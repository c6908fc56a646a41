// Module: Driver
// Boundary between the sync engine and the browser that drives the remote ERP.

pub mod webdriver;

#[cfg(test)]
pub mod fake;

use async_trait::async_trait;
use std::time::Duration;

use crate::errors::DriverResult;
use crate::protocol::FormField;
use crate::wait::await_condition;

/// Login credentials for the remote system.
#[derive(Clone, Default)]
pub struct Credentials {
    pub user: String,
    pub password: String,
}

impl std::fmt::Debug for Credentials {
    fn fmt(&self, f: &mut std::fmt::Formatter<'_>) -> std::fmt::Result {
        f.debug_struct("Credentials")
            .field("user", &self.user)
            .field("password", &"***")
            .finish()
    }
}

/// Menu path that opens the records module after login.
#[derive(Debug, Clone, PartialEq, Eq)]
pub struct ModulePath {
    pub menu: String,
    pub item: String,
}

/// A row of the listing grid, as currently rendered.
#[derive(Debug, Clone, PartialEq, Eq)]
pub struct RowHandle {
    /// Position within the current page.
    pub position: usize,
    /// Key text exactly as displayed (may carry thousands separators).
    pub key_text: String,
}

#[derive(Debug, Clone, Copy, PartialEq, Eq)]
pub enum DialogKind {
    Success,
    Error,
    Confirm,
}

/// Modal or toast currently shown by the remote UI.
#[derive(Debug, Clone, PartialEq, Eq)]
pub struct Dialog {
    pub kind: DialogKind,
    pub text: String,
}

impl Dialog {
    #[cfg(test)]
    pub fn success(text: impl Into<String>) -> Self {
        Self { kind: DialogKind::Success, text: text.into() }
    }

    #[cfg(test)]
    pub fn error(text: impl Into<String>) -> Self {
        Self { kind: DialogKind::Error, text: text.into() }
    }

    /// Error text that points at the CNPJ/CPF field.
    pub fn mentions_document(&self) -> bool {
        let text = self.text.to_lowercase();
        ["cpf", "cnpj", "inválido", "invalido"]
            .iter()
            .any(|needle| text.contains(needle))
    }
}

/// Buttons of the edit form.
#[derive(Debug, Clone, Copy, PartialEq, Eq)]
pub enum UiAction {
    Save,
    Back,
}

/// Compares a displayed key with a business key.
///
/// Whitespace and thousands separators (`.` and `,`) are ignored on both
/// sides. Only full equality counts: `"12"` never matches `"123"`.
pub fn keys_match(displayed: &str, key: &str) -> bool {
    fn clean(s: &str) -> String {
        s.chars()
            .filter(|c| !c.is_whitespace() && *c != '.' && *c != ',')
            .collect()
    }
    let displayed = clean(displayed);
    !displayed.is_empty() && displayed == clean(key)
}

/// Trait that abstracts the remote UI.
///
/// Every operation may fail with a `DriverError`; callers translate those
/// into record failures. Implementations must be usable from one task at a
/// time, which is how each worker owns its session.
#[async_trait]
pub trait RemoteDriver: Send + Sync {
    async fn navigate_to(&self, url: &str) -> DriverResult<()>;

    async fn login(&self, credentials: &Credentials) -> DriverResult<()>;

    async fn open_module(&self, path: &ModulePath) -> DriverResult<()>;

    /// Types the key in the quick search box and submits it.
    async fn search(&self, key: &str) -> DriverResult<()>;

    async fn visible_rows(&self) -> DriverResult<Vec<RowHandle>>;

    /// True when the listing explicitly reports "no records".
    async fn listing_empty(&self) -> DriverResult<bool>;

    async fn listing_visible(&self) -> DriverResult<bool>;

    async fn click_edit(&self, row: &RowHandle) -> DriverResult<()>;

    async fn field_visible(&self, field: FormField) -> DriverResult<bool>;

    async fn read_field(&self, field: FormField) -> DriverResult<String>;

    /// Writes the value and fires the input/change/blur events the form listens to.
    async fn set_field(&self, field: FormField, value: &str) -> DriverResult<()>;

    async fn set_radio(&self, group: &str, value: &str) -> DriverResult<()>;

    async fn set_select(&self, name: &str, value: &str) -> DriverResult<()>;

    async fn click(&self, action: UiAction) -> DriverResult<()>;

    async fn detect_dialog(&self) -> DriverResult<Option<Dialog>>;

    /// Clicks the confirm button of the visible dialog. False when none was shown.
    async fn dismiss_dialog(&self) -> DriverResult<bool>;

    async fn go_back(&self) -> DriverResult<()> {
        self.click(UiAction::Back).await
    }

    async fn sort_ascending_by(&self, column: &str) -> DriverResult<()>;

    async fn first_page(&self) -> DriverResult<()>;

    /// Moves to the next page. False when already on the last one.
    async fn next_page(&self) -> DriverResult<bool>;

    async fn close(&self) -> DriverResult<()>;

    /// Exact-match lookup among the rows of the current page.
    async fn find_row(&self, key: &str) -> DriverResult<Option<RowHandle>> {
        Ok(self
            .visible_rows()
            .await?
            .into_iter()
            .find(|row| keys_match(&row.key_text, key)))
    }

    /// Bounded wait for a field to become visible. Errors count as "not yet".
    async fn wait_for_field(&self, field: FormField, timeout: Duration, interval: Duration) -> bool {
        await_condition(timeout, interval, move || async move {
            self.field_visible(field).await.unwrap_or(false)
        })
        .await
    }
}

/// Creates fresh driver sessions. One per worker, again on every restart.
#[async_trait]
pub trait DriverFactory: Send + Sync {
    async fn create(&self) -> DriverResult<Box<dyn RemoteDriver>>;
}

* _EXERCISE DIRECTIONS_
Would you restate the records word for word?

* _RESULT_
repository c6908fc56a646a41
// Module: Driver
// Boundary between the sync engine and the browser that drives the remote ERP.

pub mod webdriver;

#[cfg(test)]
pub mod fake;

use async_trait::async_trait;
use std::time::Duration;

use crate::errors::DriverResult;
use crate::protocol::FormField;
use crate::wait::await_condition;

/// Login credentials for the remote system.
#[derive(Clone, Default)]
pub struct Credentials {
    pub user: String,
    pub password: String,
}

impl std::fmt::Debug for Credentials {
    fn fmt(&self, f: &mut std::fmt::Formatter<'_>) -> std::fmt::Result {
        f.debug_struct("Credentials")
            .field("user", &self.user)
            .field("password", &"***")
            .finish()
    }
}

/// Menu path that opens the records module after login.
#[derive(Debug, Clone, PartialEq, Eq)]
pub struct ModulePath {
    pub menu: String,
    pub item: String,
}

/// A row of the listing grid, as currently rendered.
#[derive(Debug, Clone, PartialEq, Eq)]
pub struct RowHandle {
    /// Position within the current page.
    pub position: usize,
    /// Key text exactly as displayed (may carry thousands separators).
    pub key_text: String,
}

#[derive(Debug, Clone, Copy, PartialEq, Eq)]
pub enum DialogKind {
    Success,
    Error,
    Confirm,
}

/// Modal or toast currently shown by the remote UI.
#[derive(Debug, Clone, PartialEq, Eq)]
pub struct Dialog {
    pub kind: DialogKind,
    pub text: String,
}

impl Dialog {
    #[cfg(test)]
    pub fn success(text: impl Into<String>) -> Self {
        Self { kind: DialogKind::Success, text: text.into() }
    }

    #[cfg(test)]
    pub fn error(text: impl Into<String>) -> Self {
        Self { kind: DialogKind::Error, text: text.into() }
    }

    /// Error text that points at the CNPJ/CPF field.
    pub fn mentions_document(&self) -> bool {
        let text = self.text.to_lowercase();
        ["cpf", "cnpj", "inválido", "invalido"]
            .iter()
            .any(|needle| text.contains(needle))
    }
}

/// Buttons of the edit form.
#[derive(Debug, Clone, Copy, PartialEq, Eq)]
pub enum UiAction {
    Save,
    Back,
}

/// Compares a displayed key with a business key.
///
/// Whitespace and thousands separators (`.` and `,`) are ignored on both
/// sides. Only full equality counts: `"12"` never matches `"123"`.
pub fn keys_match(displayed: &str, key: &str) -> bool {
    fn clean(s: &str) -> String {
        s.chars()
            .filter(|c| !c.is_whitespace() && *c != '.' && *c != ',')
            .collect()
    }
    let displayed = clean(displayed);
    !displayed.is_empty() && displayed == clean(key)
}

/// Trait that abstracts the remote UI.
///
/// Every operation may fail with a `DriverError`; callers translate those
/// into record failures. Implementations must be usable from one task at a
/// time, which is how each worker owns its session.
#[async_trait]
pub trait RemoteDriver: Send + Sync {
    async fn navigate_to(&self, url: &str) -> DriverResult<()>;

    async fn login(&self, credentials: &Credentials) -> DriverResult<()>;

    async fn open_module(&self, path: &ModulePath) -> DriverResult<()>;

    /// Types the key in the quick search box and submits it.
    async fn search(&self, key: &str) -> DriverResult<()>;

    async fn visible_rows(&self) -> DriverResult<Vec<RowHandle>>;

    /// True when the listing explicitly reports "no records".
    async fn listing_empty(&self) -> DriverResult<bool>;

    async fn listing_visible(&self) -> DriverResult<bool>;

    async fn click_edit(&self, row: &RowHandle) -> DriverResult<()>;

    async fn field_visible(&self, field: FormField) -> DriverResult<bool>;

    async fn read_field(&self, field: FormField) -> DriverResult<String>;

    /// Writes the value and fires the input/change/blur events the form listens to.
    async fn set_field(&self, field: FormField, value: &str) -> DriverResult<()>;

    async fn set_radio(&self, group: &str, value: &str) -> DriverResult<()>;

    async fn set_select(&self, name: &str, value: &str) -> DriverResult<()>;

    async fn click(&self, action: UiAction) -> DriverResult<()>;

    async fn detect_dialog(&self) -> DriverResult<Option<Dialog>>;

    /// Clicks the confirm button of the visible dialog. False when none was shown.
    async fn dismiss_dialog(&self) -> DriverResult<bool>;

    async fn go_back(&self) -> DriverResult<()> {
        self.click(UiAction::Back).await
    }

    async fn sort_ascending_by(&self, column: &str) -> DriverResult<()>;

    async fn first_page(&self) -> DriverResult<()>;

    /// Moves to the next page. False when already on the last one.
    async fn next_page(&self) -> DriverResult<bool>;

    async fn close(&self) -> DriverResult<()>;

    /// Exact-match lookup among the rows of the current page.
    async fn find_row(&self, key: &str) -> DriverResult<Option<RowHandle>> {
        Ok(self
            .visible_rows()
            .await?
            .into_iter()
            .find(|row| keys_match(&row.key_text, key)))
    }

    /// Bounded wait for a field to become visible. Errors count as "not yet".
    async fn wait_for_field(&self, field: FormField, timeout: Duration, interval: Duration) -> bool {
        await_condition(timeout, interval, move || async move {
            self.field_visible(field).await.unwrap_or(false)
        })
        .await
    }
}

/// Creates fresh driver sessions. One per worker, again on every restart.
#[async_trait]
pub trait DriverFactory: Send + Sync {
    async fn create(&self) -> DriverResult<Box<dyn RemoteDriver>>;
}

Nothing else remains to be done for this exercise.